Do Business Jamaica

Getting back to basics with vinyl records

In January of this year The Guardian reported that vinyl sales in 2016 reached a 25-year high as consumers – young and old – have been embracing the physical formats of music.

According to the report, more than 3.2m LPs were sold last year, an increase of 53% on last year’s sales.

More importantly, the report stated that vinyl spending outstripped that spent on digital downloads!

All this in spite of the fact that the world at large has embraced technology with digital music flooding the marketplace.

With outlets such as iTunes, CD Baby and so many other digital stores, it is sending a strong message that there is a feasible market in vinyl.

Entertainment publicist, Ralston Barrett, thinks it is now time that Jamaican music players attempt to capture a piece of the pie from what looks to be a lucrative market.

In an interview with, Barrett said the resurgence of vinyl began about three years ago and over 30 million copies of vinyl records were pressed worldwide in 2015 alone.

“It seems to be very lucrative, many classic songs, past hits both singles and albums are being sold on vinyl worldwide. The top three companies in the world that press vinyl cannot produce enough records to satisfy the current demand for vinyl records,” he said.

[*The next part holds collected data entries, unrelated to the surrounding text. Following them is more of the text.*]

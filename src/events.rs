use crate::catalog::SortKey;
use crate::tea::message::{CatalogMessage, Message, SystemMessage, UIMessage};
use crate::tea::model::{Model, ViewMode};
use crossterm::event::{KeyCode, KeyEvent, KeyEventKind, KeyModifiers};

/// Maps key presses to messages depending on what currently has focus
#[derive(Debug, Default)]
pub struct EventHandler;

impl EventHandler {
    pub fn new() -> Self {
        Self
    }

    /// Translate a key event. `None` means the key does nothing here.
    pub fn handle_key_event(&self, key: &KeyEvent, model: &Model) -> Option<Message> {
        if key.kind == KeyEventKind::Release {
            return None;
        }

        if key.code == KeyCode::Char('c') && key.modifiers.contains(KeyModifiers::CONTROL) {
            return Some(SystemMessage::Quit.into());
        }

        // A pending notice swallows every key until it is acknowledged
        if model.notice.is_some() {
            return matches!(key.code, KeyCode::Enter | KeyCode::Esc | KeyCode::Char(' '))
                .then(|| UIMessage::AcknowledgeNotice.into());
        }

        match model.mode {
            ViewMode::Search => Self::handle_search_key(key, model),
            ViewMode::Form => Self::handle_form_key(key),
            ViewMode::Detail => Self::handle_detail_key(key),
            ViewMode::Help => Self::handle_help_key(key),
            ViewMode::Browse => Self::handle_browse_key(key),
        }
    }

    fn handle_search_key(key: &KeyEvent, model: &Model) -> Option<Message> {
        let message: Message = match key.code {
            KeyCode::Enter | KeyCode::Esc => UIMessage::EndSearch.into(),
            KeyCode::Char('u') if key.modifiers.contains(KeyModifiers::CONTROL) => {
                UIMessage::SearchClear.into()
            }
            KeyCode::Backspace => {
                let mut query = model.search_input.clone();
                query.pop();
                UIMessage::SearchChanged(query).into()
            }
            KeyCode::Char(c) if !key.modifiers.contains(KeyModifiers::CONTROL) => {
                let mut query = model.search_input.clone();
                query.push(c);
                UIMessage::SearchChanged(query).into()
            }
            _ => return None,
        };
        Some(message)
    }

    fn handle_form_key(key: &KeyEvent) -> Option<Message> {
        let message = match key.code {
            KeyCode::Esc => UIMessage::FormCancel,
            KeyCode::Enter => UIMessage::FormSubmit,
            KeyCode::Tab | KeyCode::Down => UIMessage::FormNextField,
            KeyCode::BackTab | KeyCode::Up => UIMessage::FormPreviousField,
            KeyCode::Left => UIMessage::FormCycleCategory(false),
            KeyCode::Right => UIMessage::FormCycleCategory(true),
            KeyCode::Backspace => UIMessage::FormBackspace,
            KeyCode::Char(c) if !key.modifiers.contains(KeyModifiers::CONTROL) => {
                UIMessage::FormInput(c)
            }
            _ => return None,
        };
        Some(message.into())
    }

    fn handle_detail_key(key: &KeyEvent) -> Option<Message> {
        let message: Message = match key.code {
            KeyCode::Esc | KeyCode::Enter => UIMessage::CloseOverlay.into(),
            KeyCode::Char('e') => CatalogMessage::StartEdit.into(),
            KeyCode::Char('q') => SystemMessage::Quit.into(),
            KeyCode::Char('d') => UIMessage::DismissBanner.into(),
            _ => return None,
        };
        Some(message)
    }

    fn handle_help_key(key: &KeyEvent) -> Option<Message> {
        match key.code {
            KeyCode::Esc | KeyCode::Char('?') => Some(UIMessage::ToggleHelp.into()),
            KeyCode::Char('q') => Some(SystemMessage::Quit.into()),
            _ => None,
        }
    }

    fn handle_browse_key(key: &KeyEvent) -> Option<Message> {
        let message: Message = match key.code {
            KeyCode::Char('q') => SystemMessage::Quit.into(),
            KeyCode::Char('?') => UIMessage::ToggleHelp.into(),
            KeyCode::Char('/') => UIMessage::BeginSearch.into(),
            KeyCode::Char('u') if key.modifiers.contains(KeyModifiers::CONTROL) => {
                UIMessage::SearchClear.into()
            }
            KeyCode::Char('t') => CatalogMessage::SortBy(SortKey::Title).into(),
            KeyCode::Char('p') => CatalogMessage::SortBy(SortKey::Price).into(),
            KeyCode::Char('+') | KeyCode::Char('=') => CatalogMessage::NextPageSize.into(),
            KeyCode::Char('-') => CatalogMessage::PreviousPageSize.into(),
            KeyCode::Left | KeyCode::Char('h') => CatalogMessage::PreviousPage.into(),
            KeyCode::Right | KeyCode::Char('l') => CatalogMessage::NextPage.into(),
            KeyCode::Home | KeyCode::Char('g') => CatalogMessage::FirstPage.into(),
            KeyCode::End | KeyCode::Char('G') => CatalogMessage::LastPage.into(),
            KeyCode::Char(c @ '1'..='9') => {
                CatalogMessage::GoToPage(c.to_digit(10).unwrap_or(1) as usize).into()
            }
            KeyCode::Down | KeyCode::Char('j') => UIMessage::SelectNext.into(),
            KeyCode::Up | KeyCode::Char('k') => UIMessage::SelectPrevious.into(),
            KeyCode::Enter => UIMessage::OpenDetail.into(),
            KeyCode::Char('e') => CatalogMessage::StartEdit.into(),
            KeyCode::Char('n') => CatalogMessage::StartCreate.into(),
            KeyCode::Char('x') => CatalogMessage::Export.into(),
            KeyCode::Char('r') => CatalogMessage::Refresh.into(),
            KeyCode::Char('a') => SystemMessage::ToggleAutoRefresh.into(),
            KeyCode::Char('d') => UIMessage::DismissBanner.into(),
            KeyCode::Esc => UIMessage::CloseOverlay.into(),
            _ => return None,
        };
        Some(message)
    }
}

#[cfg(test)]
mod tests {
    use super::*;

    fn key(code: KeyCode) -> KeyEvent {
        KeyEvent::new(code, KeyModifiers::NONE)
    }

    fn ctrl(c: char) -> KeyEvent {
        KeyEvent::new(KeyCode::Char(c), KeyModifiers::CONTROL)
    }

    fn model_in(mode: ViewMode) -> Model {
        let mut model = Model::default();
        model.mode = mode;
        model
    }

    #[test]
    fn test_browse_bindings() {
        let handler = EventHandler::new();
        let model = model_in(ViewMode::Browse);

        assert!(matches!(
            handler.handle_key_event(&key(KeyCode::Char('p')), &model),
            Some(Message::Catalog(CatalogMessage::SortBy(SortKey::Price)))
        ));
        assert!(matches!(
            handler.handle_key_event(&key(KeyCode::Char('3')), &model),
            Some(Message::Catalog(CatalogMessage::GoToPage(3)))
        ));
        assert!(matches!(
            handler.handle_key_event(&key(KeyCode::Char('l')), &model),
            Some(Message::Catalog(CatalogMessage::NextPage))
        ));
        assert!(matches!(
            handler.handle_key_event(&key(KeyCode::Char('q')), &model),
            Some(Message::System(SystemMessage::Quit))
        ));
        assert!(handler.handle_key_event(&key(KeyCode::Char('z')), &model).is_none());
    }

    #[test]
    fn test_search_typing_builds_query() {
        let handler = EventHandler::new();
        let mut model = model_in(ViewMode::Search);
        model.search_input = "cha".to_string();

        match handler.handle_key_event(&key(KeyCode::Char('q')), &model) {
            Some(Message::UI(UIMessage::SearchChanged(query))) => assert_eq!(query, "chaq"),
            other => panic!("unexpected: {:?}", other),
        }
        match handler.handle_key_event(&key(KeyCode::Backspace), &model) {
            Some(Message::UI(UIMessage::SearchChanged(query))) => assert_eq!(query, "ch"),
            other => panic!("unexpected: {:?}", other),
        }
        assert!(matches!(
            handler.handle_key_event(&ctrl('u'), &model),
            Some(Message::UI(UIMessage::SearchClear))
        ));
        assert!(matches!(
            handler.handle_key_event(&key(KeyCode::Esc), &model),
            Some(Message::UI(UIMessage::EndSearch))
        ));
    }

    #[test]
    fn test_form_keys_are_text_input() {
        let handler = EventHandler::new();
        let model = model_in(ViewMode::Form);
        assert!(matches!(
            handler.handle_key_event(&key(KeyCode::Char('q')), &model),
            Some(Message::UI(UIMessage::FormInput('q')))
        ));
        assert!(matches!(
            handler.handle_key_event(&key(KeyCode::Right), &model),
            Some(Message::UI(UIMessage::FormCycleCategory(true)))
        ));
        assert!(matches!(
            handler.handle_key_event(&key(KeyCode::Enter), &model),
            Some(Message::UI(UIMessage::FormSubmit))
        ));
    }

    #[test]
    fn test_notice_blocks_other_keys() {
        let handler = EventHandler::new();
        let mut model = model_in(ViewMode::Browse);
        model.notice = Some("No data to export".to_string());
        assert!(handler.handle_key_event(&key(KeyCode::Char('x')), &model).is_none());
        assert!(matches!(
            handler.handle_key_event(&key(KeyCode::Enter), &model),
            Some(Message::UI(UIMessage::AcknowledgeNotice))
        ));
    }

    #[test]
    fn test_ctrl_c_always_quits() {
        let handler = EventHandler::new();
        let model = model_in(ViewMode::Form);
        assert!(matches!(
            handler.handle_key_event(&ctrl('c'), &model),
            Some(Message::System(SystemMessage::Quit))
        ));
    }

    #[test]
    fn test_detail_edit() {
        let handler = EventHandler::new();
        let model = model_in(ViewMode::Detail);
        assert!(matches!(
            handler.handle_key_event(&key(KeyCode::Char('e')), &model),
            Some(Message::Catalog(CatalogMessage::StartEdit))
        ));
    }
}
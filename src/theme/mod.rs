pub mod color;

use ratatui::style::{Modifier, Style};
use serde::{Deserialize, Serialize};

pub use color::{ColorPalette, TableColors, ThemeColors};

/// Main theme management structure
#[derive(Debug, Clone, Serialize, Deserialize)]
pub struct Theme {
    pub name: String,
    pub description: String,
    pub colors: ThemeColors,
}

impl Theme {
    /// Create a new professional dark theme
    pub fn professional_dark() -> Self {
        Self {
            name: "Professional Dark".to_string(),
            description: "Clean, minimalistic dark theme for professional use".to_string(),
            colors: ThemeColors::professional_dark(),
        }
    }

    /// Create a high contrast theme for accessibility
    pub fn high_contrast() -> Self {
        Self {
            name: "High Contrast".to_string(),
            description: "High contrast theme for better accessibility".to_string(),
            colors: ThemeColors::high_contrast(),
        }
    }

    /// Create a Gruvbox dark theme
    pub fn gruvbox_dark() -> Self {
        Self {
            name: "Gruvbox Dark".to_string(),
            description: "Retro groove dark theme with warm, earthy colors".to_string(),
            colors: ThemeColors::gruvbox_dark(),
        }
    }

    /// Look a theme up by its config name, falling back to Gruvbox Dark
    pub fn by_name(name: &str) -> Self {
        match name.to_lowercase().replace(['-', ' '], "_").as_str() {
            "professional_dark" => Self::professional_dark(),
            "high_contrast" => Self::high_contrast(),
            "gruvbox_dark" => Self::gruvbox_dark(),
            other => {
                tracing::warn!("Unknown theme '{}', using Gruvbox Dark", other);
                Self::gruvbox_dark()
            }
        }
    }

    /// Border style, highlighted when focused
    pub fn border_style(&self, focused: bool) -> Style {
        if focused {
            Style::default().fg(self.colors.palette.border_focused)
        } else {
            Style::default().fg(self.colors.palette.border)
        }
    }

    /// Style for the selected table row
    pub fn selection_style(&self) -> Style {
        Style::default()
            .bg(self.colors.palette.selection)
            .fg(self.colors.palette.selection_text)
            .add_modifier(Modifier::BOLD)
    }

    pub fn muted_style(&self) -> Style {
        Style::default().fg(self.colors.palette.text_muted)
    }
}

impl Default for Theme {
    fn default() -> Self {
        Self::gruvbox_dark()
    }
}

#[cfg(test)]
mod tests {
    use super::*;

    #[test]
    fn test_theme_lookup() {
        assert_eq!(Theme::by_name("high-contrast").name, "High Contrast");
        assert_eq!(Theme::by_name("Professional Dark").name, "Professional Dark");
        assert_eq!(Theme::by_name("nope").name, "Gruvbox Dark");
    }
}
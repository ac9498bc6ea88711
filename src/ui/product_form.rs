//! Create and edit forms for products
//!
//! The form keeps raw text for every field and only validates on submit,
//! so a half-typed price never blocks editing.

use crate::catalog::{
    CategoryChoice, FormField, Product, ProductChanges, ProductDraft, ProductId, ValidationError,
};
use crate::theme::Theme;
use ratatui::{
    layout::{Constraint, Direction, Layout, Rect},
    style::{Modifier, Style},
    text::{Line, Span},
    widgets::{Block, Borders, Clear, Paragraph},
    Frame,
};

/// Which operation the form submits
#[derive(Debug, Clone, Copy, PartialEq, Eq)]
pub enum FormKind {
    Create,
    Edit(ProductId),
}

/// Validated form contents, ready to become an API request
#[derive(Debug, Clone, PartialEq)]
pub enum FormSubmission {
    Create(ProductDraft),
    Update { id: ProductId, changes: ProductChanges },
}

/// Editable form state
#[derive(Debug, Clone, PartialEq)]
pub struct ProductForm {
    pub kind: FormKind,
    pub title: String,
    pub price: String,
    pub description: String,
    pub category: Option<CategoryChoice>,
    pub focus: FormField,
    pub error: Option<ValidationError>,
    /// A request is in flight; further submits are ignored
    pub submitting: bool,
}

impl ProductForm {
    /// Empty create form with no category chosen
    pub fn create() -> Self {
        Self {
            kind: FormKind::Create,
            title: String::new(),
            price: String::new(),
            description: String::new(),
            category: None,
            focus: FormField::Title,
            error: None,
            submitting: false,
        }
    }

    /// Edit form prefilled from `product`
    pub fn edit(product: &Product) -> Self {
        Self {
            kind: FormKind::Edit(product.id),
            title: product.title.clone(),
            price: product.price.to_string(),
            description: product.description.clone().unwrap_or_default(),
            category: product
                .category
                .as_ref()
                .and_then(|c| CategoryChoice::from_id(c.id)),
            focus: FormField::Title,
            error: None,
            submitting: false,
        }
    }

    /// Fields in tab order. The category is only chosen on create.
    pub fn fields(&self) -> &'static [FormField] {
        match self.kind {
            FormKind::Create => &[
                FormField::Title,
                FormField::Price,
                FormField::Description,
                FormField::Category,
            ],
            FormKind::Edit(_) => &[FormField::Title, FormField::Price, FormField::Description],
        }
    }

    pub fn focus_next(&mut self) {
        let fields = self.fields();
        let index = fields.iter().position(|f| *f == self.focus).unwrap_or(0);
        self.focus = fields[(index + 1) % fields.len()];
    }

    pub fn focus_previous(&mut self) {
        let fields = self.fields();
        let index = fields.iter().position(|f| *f == self.focus).unwrap_or(0);
        self.focus = fields[(index + fields.len() - 1) % fields.len()];
    }

    fn focused_text(&mut self) -> Option<&mut String> {
        match self.focus {
            FormField::Title => Some(&mut self.title),
            FormField::Price => Some(&mut self.price),
            FormField::Description => Some(&mut self.description),
            FormField::Category => None,
        }
    }

    pub fn insert_char(&mut self, c: char) {
        if let Some(text) = self.focused_text() {
            text.push(c);
        }
    }

    pub fn backspace(&mut self) {
        if let Some(text) = self.focused_text() {
            text.pop();
        }
    }

    /// Step through the category choices, starting at either end when unset
    pub fn cycle_category(&mut self, forward: bool) {
        self.category = Some(match (self.category, forward) {
            (Some(choice), true) => choice.next(),
            (Some(choice), false) => choice.previous(),
            (None, true) => CategoryChoice::Electronics,
            (None, false) => CategoryChoice::Clothes,
        });
    }

    /// Validate the form. On failure the error is kept on the form and the
    /// offending field takes focus.
    pub fn submit(&mut self) -> Result<FormSubmission, ValidationError> {
        let result = match self.kind {
            FormKind::Create => {
                ProductDraft::from_input(&self.title, &self.price, &self.description, self.category)
                    .map(FormSubmission::Create)
            }
            FormKind::Edit(id) => {
                ProductChanges::from_input(&self.title, &self.price, &self.description)
                    .map(|changes| FormSubmission::Update { id, changes })
            }
        };

        match &result {
            Ok(_) => self.error = None,
            Err(error) => {
                self.focus = error.field();
                self.error = Some(error.clone());
            }
        }
        result
    }

    pub fn heading(&self) -> String {
        match self.kind {
            FormKind::Create => "New product".to_string(),
            FormKind::Edit(id) => format!("Edit product #{}", id),
        }
    }
}

/// Renders the form as a centered overlay
pub struct ProductFormRenderer;

impl ProductFormRenderer {
    pub fn render(frame: &mut Frame, area: Rect, form: &ProductForm, theme: &Theme) {
        let height = form.fields().len() as u16 * 3 + 6;
        let popup = centered_rect(60, height, area);
        frame.render_widget(Clear, popup);

        let block = Block::default()
            .title(format!(" {} ", form.heading()))
            .borders(Borders::ALL)
            .border_style(theme.border_style(true))
            .style(Style::default().bg(theme.colors.palette.surface));
        let inner = block.inner(popup);
        frame.render_widget(block, popup);

        let mut constraints: Vec<Constraint> =
            form.fields().iter().map(|_| Constraint::Length(3)).collect();
        constraints.push(Constraint::Length(1));
        constraints.push(Constraint::Min(1));
        let rows = Layout::default()
            .direction(Direction::Vertical)
            .constraints(constraints)
            .split(inner);

        for (index, field) in form.fields().iter().enumerate() {
            Self::render_field(frame, rows[index], form, *field, theme);
        }

        let error_row = rows[form.fields().len()];
        if let Some(error) = &form.error {
            let error_line = Paragraph::new(Line::from(Span::styled(
                error.to_string(),
                Style::default()
                    .fg(theme.colors.palette.error)
                    .add_modifier(Modifier::BOLD),
            )));
            frame.render_widget(error_line, error_row);
        } else if form.submitting {
            let saving = Paragraph::new(Span::styled("Saving...", theme.muted_style()));
            frame.render_widget(saving, error_row);
        }

        let hint_row = rows[form.fields().len() + 1];
        let hints = Paragraph::new(Span::styled(
            "Tab next field  Enter save  Esc cancel",
            theme.muted_style(),
        ));
        frame.render_widget(hints, hint_row);
    }

    fn render_field(frame: &mut Frame, area: Rect, form: &ProductForm, field: FormField, theme: &Theme) {
        let focused = form.focus == field;
        let has_error = form.error.as_ref().map(|e| e.field()) == Some(field);

        let border_style = if has_error {
            Style::default().fg(theme.colors.palette.error)
        } else {
            theme.border_style(focused)
        };

        let value = match field {
            FormField::Title => form.title.clone(),
            FormField::Price => form.price.clone(),
            FormField::Description => form.description.clone(),
            FormField::Category => match form.category {
                Some(choice) => format!("◀ {} ▶", choice.name()),
                None => "◀ Select a category ▶".to_string(),
            },
        };
        let cursor = if focused && field != FormField::Category { "▏" } else { "" };

        let input = Paragraph::new(Line::from(vec![
            Span::styled(value, Style::default().fg(theme.colors.palette.text_primary)),
            Span::styled(cursor, Style::default().fg(theme.colors.palette.accent)),
        ]))
        .block(
            Block::default()
                .title(format!(" {} ", field))
                .borders(Borders::ALL)
                .border_style(border_style),
        );
        frame.render_widget(input, area);
    }
}

/// Rect of `percent_x` width and fixed `height`, centered in `area`
pub fn centered_rect(percent_x: u16, height: u16, area: Rect) -> Rect {
    let height = height.min(area.height);
    let width = area.width * percent_x / 100;
    Rect {
        x: area.x + (area.width.saturating_sub(width)) / 2,
        y: area.y + (area.height.saturating_sub(height)) / 2,
        width,
        height,
    }
}

#[cfg(test)]
mod tests {
    use super::*;
    use crate::catalog::Category;

    #[test]
    fn test_edit_form_prefills_from_product() {
        let product = Product::new(3, "Chair", 50.0)
            .with_description("Oak")
            .with_category(Category::new(2, "Furniture"));
        let form = ProductForm::edit(&product);
        assert_eq!(form.title, "Chair");
        assert_eq!(form.price, "50");
        assert_eq!(form.description, "Oak");
        assert_eq!(form.category, Some(CategoryChoice::Furniture));
        assert_eq!(form.fields().len(), 3);
    }

    #[test]
    fn test_typing_goes_to_focused_field() {
        let mut form = ProductForm::create();
        form.insert_char('H');
        form.insert_char('i');
        form.focus_next();
        form.insert_char('9');
        form.backspace();
        form.insert_char('5');
        assert_eq!(form.title, "Hi");
        assert_eq!(form.price, "5");

        form.focus = FormField::Category;
        form.insert_char('x');
        assert_eq!(form.category, None);
    }

    #[test]
    fn test_focus_wraps() {
        let mut form = ProductForm::create();
        form.focus_previous();
        assert_eq!(form.focus, FormField::Category);
        form.focus_next();
        assert_eq!(form.focus, FormField::Title);
    }

    #[test]
    fn test_cycle_category_from_unset() {
        let mut form = ProductForm::create();
        form.cycle_category(false);
        assert_eq!(form.category, Some(CategoryChoice::Clothes));
        form.cycle_category(true);
        assert_eq!(form.category, Some(CategoryChoice::Electronics));
    }

    #[test]
    fn test_failed_submit_focuses_field() {
        let mut form = ProductForm::create();
        form.title = "Lamp".to_string();
        form.price = "abc".to_string();
        let err = form.submit().unwrap_err();
        assert_eq!(err.field(), FormField::Price);
        assert_eq!(form.focus, FormField::Price);
        assert_eq!(form.error, Some(err));

        form.price = "12".to_string();
        assert_eq!(form.submit(), Err(ValidationError::MissingCategory));

        form.cycle_category(true);
        assert!(matches!(form.submit(), Ok(FormSubmission::Create(_))));
        assert_eq!(form.error, None);
    }

    #[test]
    fn test_edit_submit_yields_update() {
        let mut form = ProductForm::edit(&Product::new(9, "Desk", 80.0));
        form.description = "  walnut ".to_string();
        match form.submit().unwrap() {
            FormSubmission::Update { id, changes } => {
                assert_eq!(id, 9);
                assert_eq!(changes.description, "walnut");
            }
            other => panic!("unexpected submission: {:?}", other),
        }
    }
}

With some Jamaican reggae/dancehall acts achieving paltry figures on the international reggae charts, being outperformed by their international reggae counterparts, Barrett thinks it would be a good idea for them to look to vinyl.

“There’s a generation of Jamaicans that do not know what it feels like to buy non-digital music; they have never purchased a record most of them do not even know what a record looks like. However, I think that reggae and dancehall music should consider returning to vinyl, and if the rest of the world is producing vinyl again why shouldn’t we?” he questioned.

Barrett also alluded to an article published in a local newspaper in January 2016 where it was highlighted that there is a growing demand for vinyl records in the United Kingdom and Europe.

However, an indication that the vision has been embraced locally is the announcement from Jamaica’s Tuff Gong International to relaunch its vinyl manufacturing services earlier this year.

“I think there are still a lot of people out there who like to buy reggae and dancehall music on vinyl,” said Barrett, adding that it would do artistes well to explore that option.